RECORD SET =
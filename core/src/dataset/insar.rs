use crate::prelude::{AnalysisError, AnalysisResult};
use chrono::NaiveDate;
use log::{debug, warn};
use ndarray::{Array1, Array2, ArrayView1, Axis};
use std::path::{Path, PathBuf};

const LATITUDE_COLUMN: &str = "latitude";
const LONGITUDE_COLUMN: &str = "longitude";
const COHERENCE_COLUMN: &str = "temporal_coherence";

/// One acquisition date of an InSAR stack, e.g. `20200101`.
#[derive(Debug, Clone, PartialEq, Eq, PartialOrd, Ord)]
pub struct Epoch {
    pub id: String,
    pub date: NaiveDate,
}

impl Epoch {
    pub fn parse(id: &str) -> AnalysisResult<Self> {
        if id.len() != 8 || !id.bytes().all(|b| b.is_ascii_digit()) {
            return Err(AnalysisError::MalformedEpoch(id.to_string()));
        }
        let date = NaiveDate::parse_from_str(id, "%Y%m%d")
            .map_err(|_| AnalysisError::MalformedEpoch(id.to_string()))?;
        Ok(Self {
            id: id.to_string(),
            date,
        })
    }
}

/// Borrowed view of a single InSAR measurement point.
#[derive(Debug, Clone)]
pub struct MeasurementPoint<'a> {
    pub latitude: f64,
    pub longitude: f64,
    pub temporal_coherence: f64,
    /// Displacement in millimeters per epoch; NaN marks a missing value.
    pub displacement: ArrayView1<'a, f64>,
}

impl MeasurementPoint<'_> {
    pub fn value_at(&self, epoch_index: usize) -> Option<f64> {
        self.displacement
            .get(epoch_index)
            .copied()
            .filter(|v| !v.is_nan())
    }
}

/// Owned description of a point, used to assemble datasets in memory.
#[derive(Debug, Clone)]
pub struct PointRecord {
    pub latitude: f64,
    pub longitude: f64,
    pub temporal_coherence: f64,
    pub displacement: Vec<f64>,
}

/// An InSAR stack: point coordinates plus a points x epochs displacement matrix.
#[derive(Debug, Clone)]
pub struct InsarDataset {
    latitude: Array1<f64>,
    longitude: Array1<f64>,
    coherence: Array1<f64>,
    epochs: Vec<Epoch>,
    displacement: Array2<f64>,
}

impl InsarDataset {
    pub fn new(
        latitude: Array1<f64>,
        longitude: Array1<f64>,
        coherence: Array1<f64>,
        epochs: Vec<Epoch>,
        displacement: Array2<f64>,
    ) -> AnalysisResult<Self> {
        let points = latitude.len();
        if longitude.len() != points || coherence.len() != points {
            return Err(AnalysisError::ShapeMismatch(format!(
                "{} latitudes, {} longitudes, {} coherence values",
                points,
                longitude.len(),
                coherence.len()
            )));
        }
        if displacement.dim() != (points, epochs.len()) {
            return Err(AnalysisError::ShapeMismatch(format!(
                "displacement matrix {:?} does not match {} points x {} epochs",
                displacement.dim(),
                points,
                epochs.len()
            )));
        }
        Ok(Self {
            latitude,
            longitude,
            coherence,
            epochs,
            displacement,
        })
    }

    pub fn from_points(epochs: Vec<Epoch>, points: &[PointRecord]) -> AnalysisResult<Self> {
        let mut flat = Vec::with_capacity(points.len() * epochs.len());
        for (idx, point) in points.iter().enumerate() {
            if point.displacement.len() != epochs.len() {
                return Err(AnalysisError::ShapeMismatch(format!(
                    "point {} has {} values for {} epochs",
                    idx,
                    point.displacement.len(),
                    epochs.len()
                )));
            }
            flat.extend_from_slice(&point.displacement);
        }
        let displacement = Array2::from_shape_vec((points.len(), epochs.len()), flat)
            .map_err(|e| AnalysisError::ShapeMismatch(e.to_string()))?;
        Self::new(
            points.iter().map(|p| p.latitude).collect(),
            points.iter().map(|p| p.longitude).collect(),
            points.iter().map(|p| p.temporal_coherence).collect(),
            epochs,
            displacement,
        )
    }

    /// Reads a CSV export with `latitude`, `longitude`, `temporal_coherence`
    /// and one `YYYYMMDD` column per epoch.
    pub fn load<P: AsRef<Path>>(path: P) -> AnalysisResult<Self> {
        let path = path.as_ref();
        if !path.is_file() {
            return Err(AnalysisError::MissingInput(format!(
                "InSAR dataset {} not found",
                path.display()
            )));
        }
        let csv_err = |source| AnalysisError::Csv {
            path: path.to_path_buf(),
            source,
        };
        let mut reader = csv::ReaderBuilder::new()
            .trim(csv::Trim::All)
            .from_path(path)
            .map_err(csv_err)?;
        let headers = reader.headers().map_err(csv_err)?.clone();

        let column = |name: &str| {
            headers
                .iter()
                .position(|h| h == name)
                .ok_or_else(|| AnalysisError::MissingColumn {
                    column: name.to_string(),
                    path: path.to_path_buf(),
                })
        };
        let lat_col = column(LATITUDE_COLUMN)?;
        let lon_col = column(LONGITUDE_COLUMN)?;
        let coh_col = column(COHERENCE_COLUMN)?;

        let mut epoch_columns = Vec::new();
        for (idx, header) in headers.iter().enumerate() {
            if !header.is_empty() && header.bytes().all(|b| b.is_ascii_digit()) {
                epoch_columns.push((idx, Epoch::parse(header)?));
            }
        }
        if epoch_columns.is_empty() {
            return Err(AnalysisError::EmptyDataset(format!(
                "{} has no epoch columns",
                path.display()
            )));
        }
        epoch_columns.sort_by(|a, b| a.1.cmp(&b.1));

        let mut latitude = Vec::new();
        let mut longitude = Vec::new();
        let mut coherence = Vec::new();
        let mut flat = Vec::new();
        let mut skipped = 0usize;

        for record in reader.records() {
            let record = match record {
                Ok(record) => record,
                Err(err) => {
                    warn!("Skipping unreadable row in {}: {}", path.display(), err);
                    skipped += 1;
                    continue;
                }
            };
            let line = record.position().map(|p| p.line()).unwrap_or_default();
            let coordinates = (
                parse_required(record.get(lat_col)),
                parse_required(record.get(lon_col)),
                parse_required(record.get(coh_col)),
            );
            let (lat, lon, coh) = match coordinates {
                (Some(lat), Some(lon), Some(coh)) => (lat, lon, coh),
                _ => {
                    warn!(
                        "Skipping row at line {} in {}: invalid coordinates or coherence",
                        line,
                        path.display()
                    );
                    skipped += 1;
                    continue;
                }
            };
            let values: Option<Vec<f64>> = epoch_columns
                .iter()
                .map(|(idx, _)| parse_displacement(record.get(*idx)))
                .collect();
            let Some(values) = values else {
                warn!(
                    "Skipping row at line {} in {}: unparsable displacement value",
                    line,
                    path.display()
                );
                skipped += 1;
                continue;
            };
            latitude.push(lat);
            longitude.push(lon);
            coherence.push(coh);
            flat.extend(values);
        }

        if latitude.is_empty() {
            return Err(AnalysisError::EmptyDataset(format!(
                "{} contains no valid rows",
                path.display()
            )));
        }
        debug!(
            "Loaded {} points x {} epochs from {} ({} rows skipped)",
            latitude.len(),
            epoch_columns.len(),
            path.display(),
            skipped
        );

        let epochs: Vec<Epoch> = epoch_columns.into_iter().map(|(_, e)| e).collect();
        let displacement = Array2::from_shape_vec((latitude.len(), epochs.len()), flat)
            .map_err(|e| AnalysisError::ShapeMismatch(e.to_string()))?;
        Self::new(
            Array1::from(latitude),
            Array1::from(longitude),
            Array1::from(coherence),
            epochs,
            displacement,
        )
    }

    pub fn len(&self) -> usize {
        self.latitude.len()
    }

    pub fn is_empty(&self) -> bool {
        self.latitude.is_empty()
    }

    pub fn epochs(&self) -> &[Epoch] {
        &self.epochs
    }

    pub fn latitudes(&self) -> ArrayView1<'_, f64> {
        self.latitude.view()
    }

    pub fn longitudes(&self) -> ArrayView1<'_, f64> {
        self.longitude.view()
    }

    pub fn displacement(&self) -> &Array2<f64> {
        &self.displacement
    }

    pub fn point(&self, index: usize) -> Option<MeasurementPoint<'_>> {
        if index >= self.len() {
            return None;
        }
        Some(MeasurementPoint {
            latitude: self.latitude[index],
            longitude: self.longitude[index],
            temporal_coherence: self.coherence[index],
            displacement: self.displacement.row(index),
        })
    }

    /// Subset of the given rows, in the order of `indices`, sharing the epoch set.
    pub fn select(&self, indices: &[usize]) -> Self {
        if indices.is_empty() {
            return Self {
                latitude: Array1::zeros(0),
                longitude: Array1::zeros(0),
                coherence: Array1::zeros(0),
                epochs: self.epochs.clone(),
                displacement: Array2::zeros((0, self.epochs.len())),
            };
        }
        Self {
            latitude: self.latitude.select(Axis(0), indices),
            longitude: self.longitude.select(Axis(0), indices),
            coherence: self.coherence.select(Axis(0), indices),
            epochs: self.epochs.clone(),
            displacement: self.displacement.select(Axis(0), indices),
        }
    }

    /// Keeps points whose temporal coherence reaches `min_coherence`.
    pub fn filter_coherence(&self, min_coherence: f64) -> Self {
        let keep: Vec<usize> = self
            .coherence
            .iter()
            .enumerate()
            .filter(|(_, &coh)| coh >= min_coherence)
            .map(|(idx, _)| idx)
            .collect();
        debug!(
            "Coherence filter >= {:.2} kept {} of {} points",
            min_coherence,
            keep.len(),
            self.len()
        );
        self.select(&keep)
    }
}

/// Location of the plane-aligned counterpart of an InSAR export:
/// `stack.csv` becomes `stack_aligned.csv`.
pub fn aligned_path(path: &Path) -> PathBuf {
    let stem = path
        .file_stem()
        .map(|s| s.to_string_lossy().into_owned())
        .unwrap_or_default();
    let name = match path.extension() {
        Some(ext) => format!("{}_aligned.{}", stem, ext.to_string_lossy()),
        None => format!("{}_aligned", stem),
    };
    path.with_file_name(name)
}

fn parse_required(field: Option<&str>) -> Option<f64> {
    field
        .and_then(|f| f.parse::<f64>().ok())
        .filter(|v| v.is_finite())
}

fn parse_displacement(field: Option<&str>) -> Option<f64> {
    match field {
        None => Some(f64::NAN),
        Some(f) if f.is_empty() || f.eq_ignore_ascii_case("nan") => Some(f64::NAN),
        Some(f) => f.parse::<f64>().ok(),
    }
}

#[cfg(test)]
mod tests {
    use super::*;
    use std::io::Write;
    use tempfile::NamedTempFile;

    fn write_csv(contents: &str) -> NamedTempFile {
        let mut temp = NamedTempFile::new().unwrap();
        temp.write_all(contents.as_bytes()).unwrap();
        temp
    }

    #[test]
    fn epoch_parse_rejects_non_dates() {
        assert!(Epoch::parse("20200101").is_ok());
        assert!(matches!(
            Epoch::parse("20201301"),
            Err(AnalysisError::MalformedEpoch(_))
        ));
        assert!(Epoch::parse("2020").is_err());
    }

    #[test]
    fn load_orders_epochs_and_keeps_missing_cells() {
        let file = write_csv(
            "pid,latitude,longitude,temporal_coherence,20200301,20200101,20200201\n\
             a,40.0,-3.0,0.9,3.0,1.0,\n\
             b,40.1,-3.1,0.5,6.0,4.0,5.0\n",
        );
        let dataset = InsarDataset::load(file.path()).unwrap();
        assert_eq!(dataset.len(), 2);
        let ids: Vec<&str> = dataset.epochs().iter().map(|e| e.id.as_str()).collect();
        assert_eq!(ids, vec!["20200101", "20200201", "20200301"]);

        let first = dataset.point(0).unwrap();
        assert_eq!(first.value_at(0), Some(1.0));
        assert_eq!(first.value_at(1), None);
        assert_eq!(first.value_at(2), Some(3.0));
    }

    #[test]
    fn load_skips_malformed_rows() {
        let file = write_csv(
            "latitude,longitude,temporal_coherence,20200101\n\
             40.0,-3.0,0.9,1.0\n\
             oops,-3.0,0.9,1.0\n\
             40.0,-3.0,0.9,abc\n",
        );
        let dataset = InsarDataset::load(file.path()).unwrap();
        assert_eq!(dataset.len(), 1);
    }

    #[test]
    fn load_reports_missing_columns_and_files() {
        let file = write_csv("latitude,longitude,20200101\n40.0,-3.0,1.0\n");
        assert!(matches!(
            InsarDataset::load(file.path()),
            Err(AnalysisError::MissingColumn { .. })
        ));
        assert!(matches!(
            InsarDataset::load("/nonexistent/insar.csv"),
            Err(AnalysisError::MissingInput(_))
        ));
    }

    #[test]
    fn coherence_filter_drops_low_quality_points() {
        let epochs = vec![Epoch::parse("20200101").unwrap()];
        let points = vec![
            PointRecord {
                latitude: 1.0,
                longitude: 1.0,
                temporal_coherence: 0.95,
                displacement: vec![1.0],
            },
            PointRecord {
                latitude: 2.0,
                longitude: 2.0,
                temporal_coherence: 0.3,
                displacement: vec![2.0],
            },
        ];
        let dataset = InsarDataset::from_points(epochs, &points).unwrap();
        let filtered = dataset.filter_coherence(0.7);
        assert_eq!(filtered.len(), 1);
        assert_eq!(filtered.point(0).unwrap().latitude, 1.0);
        assert_eq!(dataset.filter_coherence(0.99).len(), 0);
    }

    #[test]
    fn aligned_path_appends_suffix_to_stem() {
        assert_eq!(
            aligned_path(Path::new("/data/EGMS_088.csv")),
            PathBuf::from("/data/EGMS_088_aligned.csv")
        );
        assert_eq!(
            aligned_path(Path::new("insar")),
            PathBuf::from("insar_aligned")
        );
    }
}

YOUR ASSIGNMENT = Go through the records above and return every line that holds the string "first".

RESULT OF THE EXERCISE =
        let first = dataset.point(0).unwrap();
        assert_eq!(first.value_at(0), Some(1.0));
        assert_eq!(first.value_at(1), None);
        assert_eq!(first.value_at(2), Some(3.0));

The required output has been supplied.